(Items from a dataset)

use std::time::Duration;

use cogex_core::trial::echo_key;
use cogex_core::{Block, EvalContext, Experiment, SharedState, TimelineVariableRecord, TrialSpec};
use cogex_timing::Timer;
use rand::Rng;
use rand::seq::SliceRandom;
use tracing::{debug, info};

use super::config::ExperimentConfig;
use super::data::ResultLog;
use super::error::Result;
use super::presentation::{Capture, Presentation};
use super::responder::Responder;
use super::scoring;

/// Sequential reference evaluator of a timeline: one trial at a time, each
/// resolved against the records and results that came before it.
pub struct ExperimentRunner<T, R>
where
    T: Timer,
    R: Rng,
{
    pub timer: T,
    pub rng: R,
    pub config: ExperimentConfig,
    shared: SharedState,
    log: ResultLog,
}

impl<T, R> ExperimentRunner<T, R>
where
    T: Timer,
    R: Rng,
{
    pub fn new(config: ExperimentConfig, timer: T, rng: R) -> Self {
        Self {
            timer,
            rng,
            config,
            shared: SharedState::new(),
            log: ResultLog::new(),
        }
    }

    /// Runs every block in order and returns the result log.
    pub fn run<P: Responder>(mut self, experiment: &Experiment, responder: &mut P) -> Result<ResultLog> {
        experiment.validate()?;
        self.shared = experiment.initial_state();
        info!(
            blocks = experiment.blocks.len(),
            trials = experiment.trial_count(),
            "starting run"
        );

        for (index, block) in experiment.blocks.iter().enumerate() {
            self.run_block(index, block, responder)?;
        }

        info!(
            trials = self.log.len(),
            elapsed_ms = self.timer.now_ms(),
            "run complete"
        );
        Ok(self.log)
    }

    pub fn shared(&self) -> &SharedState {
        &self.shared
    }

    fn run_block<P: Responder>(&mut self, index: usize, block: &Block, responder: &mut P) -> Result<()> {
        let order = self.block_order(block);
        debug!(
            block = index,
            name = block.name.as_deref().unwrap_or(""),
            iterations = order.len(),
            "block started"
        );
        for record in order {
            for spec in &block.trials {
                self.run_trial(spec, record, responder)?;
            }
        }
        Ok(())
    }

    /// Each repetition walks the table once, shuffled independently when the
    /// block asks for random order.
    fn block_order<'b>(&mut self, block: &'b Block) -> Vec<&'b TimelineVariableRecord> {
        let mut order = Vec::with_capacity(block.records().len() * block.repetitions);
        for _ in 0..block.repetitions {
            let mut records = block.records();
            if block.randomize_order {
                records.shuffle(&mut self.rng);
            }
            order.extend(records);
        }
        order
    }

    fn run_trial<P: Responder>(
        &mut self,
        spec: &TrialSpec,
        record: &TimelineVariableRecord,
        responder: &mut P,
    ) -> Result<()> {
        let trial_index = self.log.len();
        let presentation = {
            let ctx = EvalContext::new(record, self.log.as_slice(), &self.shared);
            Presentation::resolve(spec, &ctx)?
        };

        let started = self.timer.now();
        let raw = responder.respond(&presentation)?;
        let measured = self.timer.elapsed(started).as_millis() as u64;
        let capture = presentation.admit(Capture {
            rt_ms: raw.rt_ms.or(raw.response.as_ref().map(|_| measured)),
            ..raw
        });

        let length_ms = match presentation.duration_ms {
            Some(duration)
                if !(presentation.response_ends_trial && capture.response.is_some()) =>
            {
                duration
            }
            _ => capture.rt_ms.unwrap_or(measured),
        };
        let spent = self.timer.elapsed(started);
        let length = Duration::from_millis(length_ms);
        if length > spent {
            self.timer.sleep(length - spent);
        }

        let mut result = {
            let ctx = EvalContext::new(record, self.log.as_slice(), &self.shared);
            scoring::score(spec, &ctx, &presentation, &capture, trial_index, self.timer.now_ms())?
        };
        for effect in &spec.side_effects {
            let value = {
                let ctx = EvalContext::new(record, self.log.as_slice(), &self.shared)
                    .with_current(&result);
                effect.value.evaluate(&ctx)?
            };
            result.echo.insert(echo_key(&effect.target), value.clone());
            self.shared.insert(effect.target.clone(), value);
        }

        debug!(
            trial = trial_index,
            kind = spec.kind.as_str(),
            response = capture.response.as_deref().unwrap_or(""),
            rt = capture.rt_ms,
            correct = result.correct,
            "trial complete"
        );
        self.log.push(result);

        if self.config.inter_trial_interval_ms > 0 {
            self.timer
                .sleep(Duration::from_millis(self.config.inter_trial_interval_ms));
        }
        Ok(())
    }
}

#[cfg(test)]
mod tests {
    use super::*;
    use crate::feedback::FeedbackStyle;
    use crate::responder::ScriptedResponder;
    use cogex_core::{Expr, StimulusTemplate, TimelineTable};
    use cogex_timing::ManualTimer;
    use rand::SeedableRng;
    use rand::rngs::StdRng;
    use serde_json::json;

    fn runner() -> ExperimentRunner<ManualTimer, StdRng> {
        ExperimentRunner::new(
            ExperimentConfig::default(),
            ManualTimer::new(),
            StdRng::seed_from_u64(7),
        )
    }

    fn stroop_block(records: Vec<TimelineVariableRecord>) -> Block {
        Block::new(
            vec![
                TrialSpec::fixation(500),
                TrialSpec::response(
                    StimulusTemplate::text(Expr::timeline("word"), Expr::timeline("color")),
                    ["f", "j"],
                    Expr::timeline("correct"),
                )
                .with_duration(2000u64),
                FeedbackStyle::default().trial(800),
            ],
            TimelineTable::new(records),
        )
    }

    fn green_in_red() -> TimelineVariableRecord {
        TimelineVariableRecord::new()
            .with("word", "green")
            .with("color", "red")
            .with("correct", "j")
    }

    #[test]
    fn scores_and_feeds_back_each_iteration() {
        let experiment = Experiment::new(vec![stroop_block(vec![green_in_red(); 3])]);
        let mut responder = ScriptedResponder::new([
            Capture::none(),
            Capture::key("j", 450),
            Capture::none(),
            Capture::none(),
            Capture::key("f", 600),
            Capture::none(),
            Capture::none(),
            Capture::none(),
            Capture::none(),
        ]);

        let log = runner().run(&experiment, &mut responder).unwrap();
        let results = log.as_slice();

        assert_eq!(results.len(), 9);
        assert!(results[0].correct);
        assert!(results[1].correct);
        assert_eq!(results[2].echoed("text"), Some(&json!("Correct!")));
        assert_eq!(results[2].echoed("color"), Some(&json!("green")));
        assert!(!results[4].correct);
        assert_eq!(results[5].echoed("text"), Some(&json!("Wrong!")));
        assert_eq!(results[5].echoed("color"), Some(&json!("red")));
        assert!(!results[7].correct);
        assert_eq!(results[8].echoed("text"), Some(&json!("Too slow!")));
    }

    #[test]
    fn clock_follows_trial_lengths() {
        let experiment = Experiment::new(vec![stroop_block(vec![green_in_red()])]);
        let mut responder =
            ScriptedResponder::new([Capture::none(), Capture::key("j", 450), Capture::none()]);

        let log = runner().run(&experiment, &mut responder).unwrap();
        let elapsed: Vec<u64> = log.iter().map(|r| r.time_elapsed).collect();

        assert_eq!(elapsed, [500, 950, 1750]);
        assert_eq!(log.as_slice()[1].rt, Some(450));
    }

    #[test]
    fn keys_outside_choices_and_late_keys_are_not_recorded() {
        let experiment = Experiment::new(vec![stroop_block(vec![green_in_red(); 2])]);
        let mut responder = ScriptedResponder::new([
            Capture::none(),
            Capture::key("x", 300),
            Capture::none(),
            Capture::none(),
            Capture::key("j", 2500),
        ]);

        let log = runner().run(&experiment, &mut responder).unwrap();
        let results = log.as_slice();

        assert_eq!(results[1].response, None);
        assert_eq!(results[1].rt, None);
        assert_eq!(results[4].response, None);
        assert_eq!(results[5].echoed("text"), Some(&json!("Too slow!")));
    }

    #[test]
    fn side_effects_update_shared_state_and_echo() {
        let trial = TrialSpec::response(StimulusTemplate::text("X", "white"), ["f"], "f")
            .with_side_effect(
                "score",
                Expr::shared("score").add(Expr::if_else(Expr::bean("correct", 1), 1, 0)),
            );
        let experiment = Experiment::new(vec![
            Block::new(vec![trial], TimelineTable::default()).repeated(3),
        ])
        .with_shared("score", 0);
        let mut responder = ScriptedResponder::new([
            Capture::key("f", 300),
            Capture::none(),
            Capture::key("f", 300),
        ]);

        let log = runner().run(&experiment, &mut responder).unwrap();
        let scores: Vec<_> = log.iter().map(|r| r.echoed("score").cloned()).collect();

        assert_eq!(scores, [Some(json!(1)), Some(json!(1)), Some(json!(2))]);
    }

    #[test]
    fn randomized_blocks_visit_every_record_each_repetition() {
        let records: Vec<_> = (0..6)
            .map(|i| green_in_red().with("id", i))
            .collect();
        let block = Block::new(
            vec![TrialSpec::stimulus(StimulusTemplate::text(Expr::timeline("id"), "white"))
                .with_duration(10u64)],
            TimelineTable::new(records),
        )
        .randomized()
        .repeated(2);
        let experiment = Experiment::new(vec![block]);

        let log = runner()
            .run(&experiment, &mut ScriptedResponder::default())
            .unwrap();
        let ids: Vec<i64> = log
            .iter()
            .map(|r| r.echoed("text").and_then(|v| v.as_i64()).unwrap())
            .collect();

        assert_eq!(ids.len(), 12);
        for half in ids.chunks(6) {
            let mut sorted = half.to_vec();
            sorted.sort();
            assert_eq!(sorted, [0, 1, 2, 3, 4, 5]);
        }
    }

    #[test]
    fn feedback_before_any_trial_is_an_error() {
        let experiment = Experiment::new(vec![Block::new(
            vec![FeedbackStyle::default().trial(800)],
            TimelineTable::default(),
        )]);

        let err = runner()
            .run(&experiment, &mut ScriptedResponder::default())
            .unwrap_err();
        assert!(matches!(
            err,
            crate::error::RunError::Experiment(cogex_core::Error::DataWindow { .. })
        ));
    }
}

[PROBLEM DETAILS]: Copy out, from the data above, each line where the string "super" is present.

[EXERCISE RESULT]:
use super::config::ExperimentConfig;
use super::data::ResultLog;
use super::error::Result;
use super::presentation::{Capture, Presentation};
use super::responder::Responder;
use super::scoring;
    use super::*;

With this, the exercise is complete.